CVE lifecycle from discovery through remediation

What Is a CVE?

CVE stands for Common Vulnerabilities and Exposures. It is a dictionary of publicly disclosed security flaws, each assigned a unique identifier in the format CVE-YEAR-NUMBER (for example, CVE-2021-44228 for the Log4Shell vulnerability). The CVE system does not rate the severity of vulnerabilities — it simply catalogs them with a standardized reference that anyone in the cybersecurity community can use unambiguously.

The program was launched in 1999 by MITRE Corporation with funding from the U.S. Department of Homeland Security (DHS) and the Cybersecurity and Infrastructure Security Agency (CISA). Before CVE existed, different vendors and databases used their own naming schemes for the same vulnerability, leading to confusion and duplicated effort. CVE solved this by providing a single, authoritative numbering system.

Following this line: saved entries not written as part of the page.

//! Snapshot source seam
//!
//! Loading the initial project files (boilerplate, templates, persisted
//! state) is an external collaborator's job. The registry only needs one
//! async call; embedders implement it against whatever storage they have.

use async_trait::async_trait;
use std::collections::HashMap;
use tokio::sync::RwLock;

use patchbay_core::{FileSnapshot, PatchbayResult};

/// Provider of initial project snapshots for new sessions
#[async_trait]
pub trait SnapshotSource: Send + Sync {
    /// Load the starting snapshot for a session
    async fn load(&self, session_id: &str) -> PatchbayResult<FileSnapshot>;
}

/// In-memory snapshot source: a shared boilerplate plus optional
/// per-session overrides. Suitable for tests and single-process embedders.
pub struct MemorySnapshotSource {
    boilerplate: FileSnapshot,
    overrides: RwLock<HashMap<String, FileSnapshot>>,
}

impl MemorySnapshotSource {
    /// Create a source that hands every session the given boilerplate
    pub fn new(boilerplate: FileSnapshot) -> Self {
        Self {
            boilerplate,
            overrides: RwLock::new(HashMap::new()),
        }
    }

    /// Set the starting snapshot for one specific session
    pub async fn set(&self, session_id: impl Into<String>, snapshot: FileSnapshot) {
        let mut overrides = self.overrides.write().await;
        overrides.insert(session_id.into(), snapshot);
    }
}

impl Default for MemorySnapshotSource {
    fn default() -> Self {
        Self::new(FileSnapshot::new())
    }
}

#[async_trait]
impl SnapshotSource for MemorySnapshotSource {
    async fn load(&self, session_id: &str) -> PatchbayResult<FileSnapshot> {
        let overrides = self.overrides.read().await;
        Ok(overrides
            .get(session_id)
            .cloned()
            .unwrap_or_else(|| self.boilerplate.clone()))
    }
}

#[cfg(test)]
mod tests {
    use super::*;

    #[tokio::test]
    async fn test_boilerplate_for_unknown_session() {
        let source =
            MemorySnapshotSource::new(FileSnapshot::new().with_file("/index.html", "<html>"));

        let snapshot = source.load("anyone").await.unwrap();
        assert_eq!(snapshot.get("/index.html"), Some("<html>"));
    }

    #[tokio::test]
    async fn test_override_wins() {
        let source =
            MemorySnapshotSource::new(FileSnapshot::new().with_file("/index.html", "<html>"));
        source
            .set("special", FileSnapshot::new().with_file("/app.js", "app"))
            .await;

        let snapshot = source.load("special").await.unwrap();
        assert!(snapshot.contains("/app.js"));
        assert!(!snapshot.contains("/index.html"));
    }
}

As of early 2026, the CVE database contains over 330,000 entries and continues to grow rapidly — over 48,000 CVEs were published in 2025 alone. The MITRE CVE program relies on a network of CVE Numbering Authorities (CNAs) — organizations authorized to assign CVE IDs within their scope. Major CNAs include Microsoft, Google, Red Hat, Apache, and hundreds of other vendors and open source projects.

How the CVE Process Works

Discovery and Assignment

When a vulnerability is discovered — by a security researcher, vendor, or automated tool — it can be reported to the relevant CNA or directly to MITRE. The CNA evaluates the report and, if it meets the criteria (a security flaw in publicly available software that can be independently fixed), assigns a CVE ID.

Publication

Once assigned, the CVE entry is published to the CVE List with a description and references. The entry may initially be marked as “reserved” while the vendor works on a patch, then updated with full details upon coordinated public disclosure.

Enrichment

After publication, the National Vulnerability Database (NVD), maintained by NIST, enriches the CVE with additional data: severity scores (via CVSS), affected product configurations (CPE data), and references to patches and advisories. This enrichment makes CVE data actionable for vulnerability management tools.

CVE vs. CVSS vs. KEV: Understanding the Differences

These three acronyms are related but distinct. Confusing them is common, so here is a clear breakdown.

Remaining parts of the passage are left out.